人間の匂いのする仲間:フォト・ジャーナリスト長倉洋海


エル・サルバドル、レバノン、イラン、アフガニスタン、フィリピン、山谷、南アフリカ、アマゾン、コソボシルクロードと世界の紛争地域や辺境を駆け巡ってきたフォトジャーナリストの長倉洋海さんは、「地球温暖化」の影響の有無をこの眼で見たいという動機もあって、昨年5月には北極点に近いグリーンランドの町カナックにいた。イヌイットの人たちのイッカク鯨やアザラシの狩りに同行し、犬ぞりに乗って最奥の村を訪ねたという。そしてグリーンランドの次には南太平洋ミクロネシアの島カピンガマランギ環礁を訪ねたいと書いていた(長倉洋海『地を駆ける』405頁)。


長倉洋海は稀有なフォト・ジャーナリストだと思う。「戦場カメラマンはハイエナだ」(ロバート・キャパ)という言葉は彼には当てはまらない。彼はどこへ行ってもそこで出会った人たちと「仲間」のようになってしまう。そんな仲間の写真を撮る。それを写真展や写真集として公表するだけでなく、再訪しては彼らの消息をたしかめ、前回撮った写真を渡すよう心がけている。紛争地域の仲間にはもう会えない人も少なくない。


そんな長倉さんは、1987年に、フィリピンからの出稼ぎ労働者が集まっていた横浜の寿町のドヤ街、さらには山谷のドヤ街に入り込んだ。長倉さん自身はそれほど自覚していないようだが、そういう場所でも彼は自然と仲間を作ってしまう。そこで生きる人たちから仲間のように受け入れらてしまう。そんな彼だから撮れる写真、そんな彼にしか撮れない写真に胸を衝かれる。長倉さんの眼は、人間が生きるぎりぎりのところで共有しうる「希望」を見据えているのだと感じる。

 山谷の労働者は仲間思いだ。一度、仕事がなく路上を生活する人に弁当を買って渡したことがある。
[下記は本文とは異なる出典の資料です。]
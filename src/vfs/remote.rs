use std::sync::Arc;

use async_trait::async_trait;
use futures::future::join_all;
use serde::{Deserialize, de::DeserializeOwned};
use serde_json::{Value, json};
use thiserror_ext::AsReport;
use tracing::{Level, event, instrument};
use url::Url;

use super::{
    Error,
    IntoMalformedResponse,
    IntoTransportError,
    ItemRef,
    Node,
    Notes,
    Outcomes,
    Provider,
    magnet_sidecar,
    pair_magnets,
    validate_name,
};
use crate::{
    profile::Profile,
    transport::{Transport, broker_endpoint},
};

/// Broker service that answers every file operation.
pub const SERVICE_NAME: &str = "restFsService";

/// A server reached through the broker.
///
/// The endpoint and the caller's alias are fixed at construction; a profile
/// rename or a new login builds a fresh provider.
#[derive(derive_more::Debug)]
pub struct RemoteProvider {
    profile: Profile,
    endpoint: Url,
    #[debug(skip)]
    transport: Arc<dyn Transport>,
    alias: Option<String>,
}

#[derive(Deserialize)]
#[serde(untagged)]
enum Listing {
    Bare(Vec<RawItem>),
    Files { files: Vec<RawItem> },
    Items { items: Vec<RawItem> },
    Other(Value),
}

#[derive(Deserialize)]
struct RawItem {
    #[serde(default)]
    name: Option<String>,
    #[serde(default, rename = "type")]
    kind: Option<String>,
    #[serde(default)]
    modified: Option<String>,
    #[serde(default)]
    content: Option<String>,
}

impl RawItem {
    fn into_node(self) -> Option<Node> {
        let name = self.name?;
        if let Err(error) = validate_name(&name) {
            event!(Level::WARN, error = %error.as_report(), "skipping listing entry");
            return None;
        }

        let kind = self.kind.unwrap_or_default().to_lowercase();
        let mut node = if kind == "folder" || kind == "directory" {
            Node::folder(name).unloaded()
        } else {
            Node::file(name)
        };

        node.content = self.content;
        node.modified = self
            .modified
            .as_deref()
            .and_then(|modified| humantime_serde::re::humantime::parse_rfc3339_weak(modified).ok());

        Some(node)
    }
}

#[derive(Deserialize)]
struct ContentResponse {
    #[serde(default)]
    content: Option<String>,
}

fn joined(path: &[String], name: &str) -> Vec<String> {
    let mut full = path.to_vec();
    full.push(name.to_string());
    full
}

impl RemoteProvider {
    pub fn new(
        profile: Profile,
        transport: Arc<dyn Transport>,
        alias: Option<String>,
    ) -> Result<Self, Error> {
        let endpoint = broker_endpoint(&profile.broker_url)
            .into_transport_error(format!("resolving broker for {}", profile.name))?;

        Ok(Self {
            profile,
            endpoint,
            transport,
            alias,
        })
    }

    pub fn profile(&self) -> &Profile {
        &self.profile
    }

    pub fn endpoint(&self) -> &Url {
        &self.endpoint
    }

    pub fn alias(&self) -> Option<&str> {
        self.alias.as_deref()
    }

    async fn call(&self, operation: &str, args: Value) -> Result<Value, Error> {
        self.transport
            .submit(&self.endpoint, SERVICE_NAME, operation, args)
            .await
            .into_transport_error(format!("{operation} on {}", self.profile.name))
    }

    async fn call_for<T: DeserializeOwned>(&self, operation: &str, args: Value) -> Result<T, Error> {
        let value = self.call(operation, args).await?;

        serde_json::from_value(value).into_malformed_response(format!("{operation} on {}", self.profile.name))
    }

    fn with_alias(&self, mut args: Value) -> Value {
        if let (Some(alias), Some(object)) = (&self.alias, args.as_object_mut()) {
            object.insert("alias".to_string(), Value::String(alias.clone()));
        }
        args
    }

    async fn probe(&self, operation: &str, args: Value) -> bool {
        match self.call_for::<bool>(operation, args).await {
            Ok(exists) => exists,
            Err(error) => {
                event!(Level::WARN, error = %error.as_report(), operation, "existence probe failed");
                false
            }
        }
    }
}

#[async_trait]
impl Provider for RemoteProvider {
    #[instrument(skip(self), fields(profile = %self.profile.name), err)]
    async fn get_contents(&self, path: &[String]) -> Result<Vec<Node>, Error> {
        let listing: Listing = self.call_for("listFiles", json!({ "path": path })).await?;

        let raw = match listing {
            Listing::Bare(items) | Listing::Files { files: items } | Listing::Items { items } => items,
            Listing::Other(Value::Null) => Vec::new(),
            Listing::Other(other) => {
                event!(Level::WARN, response = %other, "unexpected listing response");
                Vec::new()
            }
        };

        Ok(pair_magnets(raw.into_iter().filter_map(RawItem::into_node).collect()))
    }

    async fn get_folder_tree(&self) -> Result<Node, Error> {
        let children = self.get_contents(&[]).await?;

        Ok(Node::folder(self.profile.name.clone()).with_children(children))
    }

    async fn create_directory(&self, path: &[String], name: &str) -> Result<(), Error> {
        validate_name(name)?;
        self.call("createDirectory", json!({ "path": joined(path, name) }))
            .await
            .map(drop)
    }

    async fn remove_directory(&self, path: &[String], name: &str) -> Result<(), Error> {
        self.call("removeDirectory", json!({ "path": joined(path, name) }))
            .await?;

        let sidecar = magnet_sidecar(name);
        if self.has_file(path, &sidecar).await {
            self.delete_file(path, &sidecar).await?;
        }

        Ok(())
    }

    async fn create_file(&self, path: &[String], name: &str) -> Result<(), Error> {
        validate_name(name)?;
        self.call("createFile", json!({ "path": path, "filename": name }))
            .await
            .map(drop)
    }

    async fn delete_file(&self, path: &[String], name: &str) -> Result<(), Error> {
        self.call("deleteFile", json!({ "path": path, "filename": name }))
            .await
            .map(drop)
    }

    async fn rename(&self, path: &[String], old_name: &str, new_name: &str) -> Result<(), Error> {
        validate_name(new_name)?;

        let (old_sidecar, new_sidecar) = (magnet_sidecar(old_name), magnet_sidecar(new_name));
        let carry = self.has_file(path, &old_sidecar).await && self.has_folder(path, old_name).await;
        if carry && self.has_file(path, &new_sidecar).await {
            let taken = std::iter::once(self.profile.name.as_str())
                .chain(path.iter().map(String::as_str))
                .chain([new_sidecar.as_str()]);
            return Err(Error::AlreadyExists(taken.collect()));
        }

        self.call(
            "rename",
            json!({ "fromPath": joined(path, old_name), "toPath": joined(path, new_name) }),
        )
        .await?;

        if carry {
            self.call(
                "rename",
                json!({
                    "fromPath": joined(path, &old_sidecar),
                    "toPath": joined(path, &new_sidecar),
                }),
            )
            .await?;
        }

        Ok(())
    }

    async fn move_items(&self, path: &[String], dest: &[String], items: &[ItemRef]) -> Outcomes {
        join_all(items.iter().map(|item| async move {
            self.call(
                "moveItems",
                json!({ "sourcePath": path, "destPath": dest, "items": [item] }),
            )
            .await
            .map(drop)
        }))
        .await
    }

    async fn copy_items(&self, path: &[String], dest: &[String], items: &[ItemRef]) -> Outcomes {
        join_all(items.iter().map(|item| async move {
            self.call(
                "copy",
                json!({
                    "fromPath": joined(path, &item.name),
                    "toPath": joined(dest, &item.name),
                }),
            )
            .await
            .map(drop)
        }))
        .await
    }

    async fn upload_file(&self, path: &[String], name: &str, content: &str) -> Result<(), Error> {
        self.save_file_content(path, name, content).await
    }

    async fn import_tree(&self, _dest: &[String], _tree: &Node) -> Result<(), Error> {
        Err(Error::Unsupported("import into a remote server"))
    }

    async fn get_file_content(&self, path: &[String], name: &str) -> Result<String, Error> {
        let response: ContentResponse = self
            .call_for("readFile", json!({ "path": path, "filename": name }))
            .await?;

        Ok(response.content.unwrap_or_default())
    }

    async fn save_file_content(
        &self,
        path: &[String],
        name: &str,
        content: &str,
    ) -> Result<(), Error> {
        validate_name(name)?;
        self.call(
            "saveFile",
            json!({ "path": path, "filename": name, "content": content }),
        )
        .await
        .map(drop)
    }

    async fn has_file(&self, path: &[String], name: &str) -> bool {
        self.probe("hasFile", json!({ "path": path, "fileName": name }))
            .await
    }

    async fn has_folder(&self, path: &[String], name: &str) -> bool {
        self.probe("hasFolder", json!({ "path": path, "folderName": name }))
            .await
    }

    fn notes(&self) -> Option<&dyn Notes> {
        Some(self)
    }
}

#[async_trait]
impl Notes for RemoteProvider {
    async fn get_note(&self, path: &[String]) -> Result<Option<String>, Error> {
        let response: Option<ContentResponse> = self
            .call_for("getNote", self.with_alias(json!({ "path": path })))
            .await?;

        Ok(response.and_then(|response| response.content))
    }

    async fn save_note(&self, path: &[String], content: &str) -> Result<(), Error> {
        self.call(
            "saveNote",
            self.with_alias(json!({ "path": path, "content": content })),
        )
        .await
        .map(drop)
    }
}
数日後、一人の男が「この前は仲間を助けてくれてありがとう、な」とウナギ弁当とお茶を手渡してくれた。洗った作業着を路上生活者の仲間に渡す者もいた。手配師から仕事をもらいやすいようにという配慮だった。
 こんな男たちが暮らすのが山谷のドヤ街。高層ビルが立ち並ぶ都心でも、人々が買い物に向かうお洒落なショッピンブ街でもない。しかし、ここには人間の匂いがあった。それはエル・サルバドルに、そして、アジアに通じる匂いだった。(長倉洋海『地を駆ける』189頁)


「希望」と書かずに「人間の匂い」と書くところが好ましい。長倉さんのドヤ街ルポは『地を駆ける』でも概説されているが、『フォト・ジャーナリストの眼』(岩波文庫、1992年)に詳しい。その中でも、山谷を「ヤマ」と愛着を込めて呼ぶAさんのエピソードに胸が熱くなる。

「毎年夏祭りが楽しみでね。ヤマ(山谷)からは仕事以外、一歩も出たことないもの。ここには仲間がいて、困った時には助けてくれるし。みんなやっぱり、ヤマに戻ってきちゃうね」。夏祭りの間中、Aさんは昼間から準備を手伝っていた。「ヤマに来てからもう十三年になるなあ。時々、夜なんか、故郷を思い出してしまうんだ。うん、もう三十年も帰っていないけど、景色は本当によく覚えているよ」とAさんは話す。(204頁)


Aさんが山谷を「ヤマ」と愛着を込めて呼ぶのは、「仲間」がいるからだ。

マスコミが伝えてこなかった山谷。その山谷を取材することで、エル・サルバドルの内戦も、フィリピンの出稼ぎ労働者も、南アフリカアパルトヘイトも、そして、日本の現状も、私の中で、そのすべてがつながっていくのがわかった。世界を見ることは自らが住む日本を問い直すことであり、山谷を見ることは日本の縮図を見ることだった。いま、私は日本を見た眼で、再び世界をとらえ直してみたいと思っている。(218頁)


長倉さんは見るだけでなく、写真を撮るだけでなく、身体ごとその場に入り込むことによって、本質的に「戦争」状況にある世界のあちらこちらで人間としてのぎりぎりの絆によって結ばれた「仲間」を作っているのだと思う。「人間の匂い」のする「仲間」。